# [Problem statement]
Which lines hold the string "same"? Copy each of them from the material below.

[[ Input data, beginning ]]

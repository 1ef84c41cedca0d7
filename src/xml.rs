//! XML serialization support for SenML
//!
//! A pack is a `<sensml xmlns="urn:ietf:params:xml:ns:senml">` element with
//! one `<senml>` child per record. Record fields are attributes named after
//! the JSON labels, and fields at their zero or absent value are left out.
//! The sum is written as `s` (or `sum`, see [`SumAttribute`]); both names
//! are read back.
//!
//! `vd` is base64 text, the same form as in JSON. An attribute holding raw
//! bytes that are not valid base64 is rejected with
//! [`SenMLError::InvalidFieldValue`].

use std::borrow::Cow;

use quick_xml::Reader;
use quick_xml::Writer;
use quick_xml::events::{BytesEnd, BytesStart, Event};

use crate::record::data_value;
use crate::{Pack, Record, Result, SenMLError, SumAttribute, XmlConfig};

/// Namespace of the SenML XML representation
pub const NAMESPACE: &str = "urn:ietf:params:xml:ns:senml";

const PACK_ELEMENT: &str = "sensml";
const RECORD_ELEMENT: &str = "senml";

impl Pack {
    /// Serialize this SenML pack to XML
    ///
    /// # Example
    ///
    /// ```rust
    /// # use senml::{Pack, Record, Result, Unit};
    /// # fn example() -> Result<()> {
    /// let pack = Pack::from(vec![Record::with_value("urn:dev:ow:10e2073a01080063", 23.1).with_unit(Unit::CELSIUS)]);
    ///
    /// assert_eq!(
    ///     pack.to_xml()?,
    ///     r#"<sensml xmlns="urn:ietf:params:xml:ns:senml"><senml n="urn:dev:ow:10e2073a01080063" u="Cel" v="23.1"></senml></sensml>"#
    /// );
    /// # Ok(())
    /// # }
    /// ```
    pub fn to_xml(&self) -> Result<String> {
        self.to_xml_with(&XmlConfig::default())
    }

    /// [`Pack::to_xml`] with explicit options
    pub fn to_xml_with(&self, config: &XmlConfig) -> Result<String> {
        let mut writer = Writer::new(Vec::new());

        let mut root = BytesStart::new(PACK_ELEMENT);
        root.push_attribute(("xmlns", NAMESPACE));
        write_event(&mut writer, Event::Start(root))?;

        for record in &self.records {
            let mut element = BytesStart::new(RECORD_ELEMENT);
            for (key, value) in record_attributes(record, config.sum_attribute) {
                element.push_attribute((key, &*value));
            }
            write_event(&mut writer, Event::Start(element))?;
            write_event(&mut writer, Event::End(BytesEnd::new(RECORD_ELEMENT)))?;
        }

        write_event(&mut writer, Event::End(BytesEnd::new(PACK_ELEMENT)))?;

        String::from_utf8(writer.into_inner()).map_err(|e| SenMLError::serialization(e.to_string()))
    }

    /// Deserialize a SenML pack from XML
    ///
    /// The root element must be `sensml`; its namespace is not checked.
    /// Child elements other than `senml`, and anything nested deeper, are
    /// skipped.
    pub fn from_xml(xml: &str) -> Result<Self> {
        parse_pack(xml).inspect_err(|e| tracing::debug!(error = %e, "failed to decode SenML XML"))
    }
}

fn write_event(writer: &mut Writer<Vec<u8>>, event: Event<'_>) -> Result<()> {
    writer
        .write_event(event)
        .map_err(|e| SenMLError::serialization(e.to_string()))
}

fn record_attributes(record: &Record, sum_attribute: SumAttribute) -> Vec<(&'static str, Cow<'_, str>)> {
    let mut attributes = Vec::new();

    if !record.base_name.is_empty() {
        attributes.push(("bn", Cow::Borrowed(record.base_name.as_str())));
    }
    if record.base_time != 0.0 {
        attributes.push(("bt", Cow::Owned(format_float(record.base_time))));
    }
    if !record.base_unit.is_empty() {
        attributes.push(("bu", Cow::Borrowed(record.base_unit.as_str())));
    }
    if let Some(bv) = record.base_value {
        attributes.push(("bv", Cow::Owned(format_float(bv))));
    }
    if let Some(bs) = record.base_sum {
        attributes.push(("bs", Cow::Owned(format_float(bs))));
    }
    if record.version != 0 {
        attributes.push(("bver", Cow::Owned(record.version.to_string())));
    }
    if !record.name.is_empty() {
        attributes.push(("n", Cow::Borrowed(record.name.as_str())));
    }
    if !record.unit.is_empty() {
        attributes.push(("u", Cow::Borrowed(record.unit.as_str())));
    }
    if record.time != 0.0 {
        attributes.push(("t", Cow::Owned(format_float(record.time))));
    }
    if record.update_time != 0.0 {
        attributes.push(("ut", Cow::Owned(format_float(record.update_time))));
    }
    if let Some(v) = record.value {
        attributes.push(("v", Cow::Owned(format_float(v))));
    }
    if !record.string_value.is_empty() {
        attributes.push(("vs", Cow::Borrowed(record.string_value.as_str())));
    }
    if !record.data_value.is_empty() {
        attributes.push(("vd", Cow::Owned(data_value::encode(&record.data_value))));
    }
    if let Some(vb) = record.bool_value {
        attributes.push(("vb", Cow::Borrowed(if vb { "true" } else { "false" })));
    }
    if let Some(s) = record.sum {
        attributes.push((sum_attribute.as_str(), Cow::Owned(format_float(s))));
    }

    attributes
}

fn parse_pack(xml: &str) -> Result<Pack> {
    let mut reader = Reader::from_str(xml);
    let mut pack = Pack::new();
    let mut depth = 0usize;
    let mut seen_root = false;

    loop {
        let event = reader
            .read_event()
            .map_err(|e| SenMLError::deserialization(e.to_string()))?;
        match event {
            Event::Start(ref element) | Event::Empty(ref element) => {
                match depth {
                    0 => {
                        if seen_root {
                            return Err(SenMLError::deserialization("more than one root element"));
                        }
                        expect_root(element)?;
                        seen_root = true;
                    }
                    1 if element.local_name().as_ref() == RECORD_ELEMENT.as_bytes() => {
                        pack.add_record(parse_record(element)?);
                    }
                    _ => {}
                }
                if matches!(event, Event::Start(_)) {
                    depth += 1;
                }
            }
            Event::End(_) => depth = depth.saturating_sub(1),
            Event::Eof => break,
            _ => {}
        }
    }

    if !seen_root {
        return Err(SenMLError::deserialization("missing <sensml> root element"));
    }
    if depth != 0 {
        return Err(SenMLError::deserialization("unexpected end of document"));
    }
    Ok(pack)
}

fn expect_root(element: &BytesStart<'_>) -> Result<()> {
    let name = element.local_name();
    if name.as_ref() == PACK_ELEMENT.as_bytes() {
        Ok(())
    } else {
        Err(SenMLError::deserialization(format!(
            "expected element <{PACK_ELEMENT}> but found <{}>",
            String::from_utf8_lossy(name.as_ref())
        )))
    }
}

fn parse_record(element: &BytesStart<'_>) -> Result<Record> {
    let mut record = Record::default();

    for attribute in element.attributes() {
        let attribute = attribute.map_err(|e| SenMLError::deserialization(e.to_string()))?;
        let value = attribute
            .unescape_value()
            .map_err(|e| SenMLError::deserialization(e.to_string()))?;

        match attribute.key.as_ref() {
            b"bn" => record.base_name = value.into_owned(),
            b"bt" => record.base_time = parse_float("bt", &value)?,
            b"bu" => record.base_unit = value.into_owned().into(),
            b"bv" => record.base_value = Some(parse_float("bv", &value)?),
            b"bs" => record.base_sum = Some(parse_float("bs", &value)?),
            b"bver" => record.version = parse_int("bver", &value)?,
            b"n" => record.name = value.into_owned(),
            b"u" => record.unit = value.into_owned().into(),
            b"t" => record.time = parse_float("t", &value)?,
            b"ut" => record.update_time = parse_float("ut", &value)?,
            b"v" => record.value = Some(parse_float("v", &value)?),
            b"vs" => record.string_value = value.into_owned(),
            b"vd" => {
                record.data_value = data_value::decode(&value)
                    .map_err(|_| SenMLError::invalid_field_value("vd", value.to_string()))?
            }
            b"vb" => record.bool_value = Some(parse_bool("vb", &value)?),
            b"s" | b"sum" => record.sum = Some(parse_float("s", &value)?),
            _ => {}
        }
    }

    Ok(record)
}

/// An empty attribute is zero
fn parse_float(field: &str, value: &str) -> Result<f64> {
    let trimmed = value.trim();
    if trimmed.is_empty() {
        return Ok(0.0);
    }
    trimmed
        .parse()
        .map_err(|_| SenMLError::invalid_field_value(field, value))
}

fn parse_int(field: &str, value: &str) -> Result<i32> {
    let trimmed = value.trim();
    if trimmed.is_empty() {
        return Ok(0);
    }
    trimmed
        .parse()
        .map_err(|_| SenMLError::invalid_field_value(field, value))
}

fn parse_bool(field: &str, value: &str) -> Result<bool> {
    match value.trim() {
        "1" | "t" | "T" | "TRUE" | "true" | "True" => Ok(true),
        "0" | "f" | "F" | "FALSE" | "false" | "False" => Ok(false),
        _ => Err(SenMLError::invalid_field_value(field, value)),
    }
}

/// Shortest representation that reads back to the same `f64`, in plain
/// notation for exponents -4..6 and as `d.ddde±XX` otherwise.
pub(crate) fn format_float(value: f64) -> String {
    if value.is_nan() {
        return "NaN".to_string();
    }
    if value.is_infinite() {
        return if value > 0.0 { "+Inf" } else { "-Inf" }.to_string();
    }

    let scientific = format!("{value:e}");
    let Some((mantissa, exponent)) = scientific.split_once('e') else {
        return value.to_string();
    };
    let exponent: i32 = exponent.parse().unwrap_or(0);

    if (-4..6).contains(&exponent) {
        value.to_string()
    } else {
        let sign = if exponent < 0 { '-' } else { '+' };
        format!("{mantissa}e{sign}{:02}", exponent.abs())
    }
}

[[ Input data, end ]]

# [Answer below]
//! `vd` is base64 text, the same form as in JSON. An attribute holding raw
/// Shortest representation that reads back to the same `f64`, in plain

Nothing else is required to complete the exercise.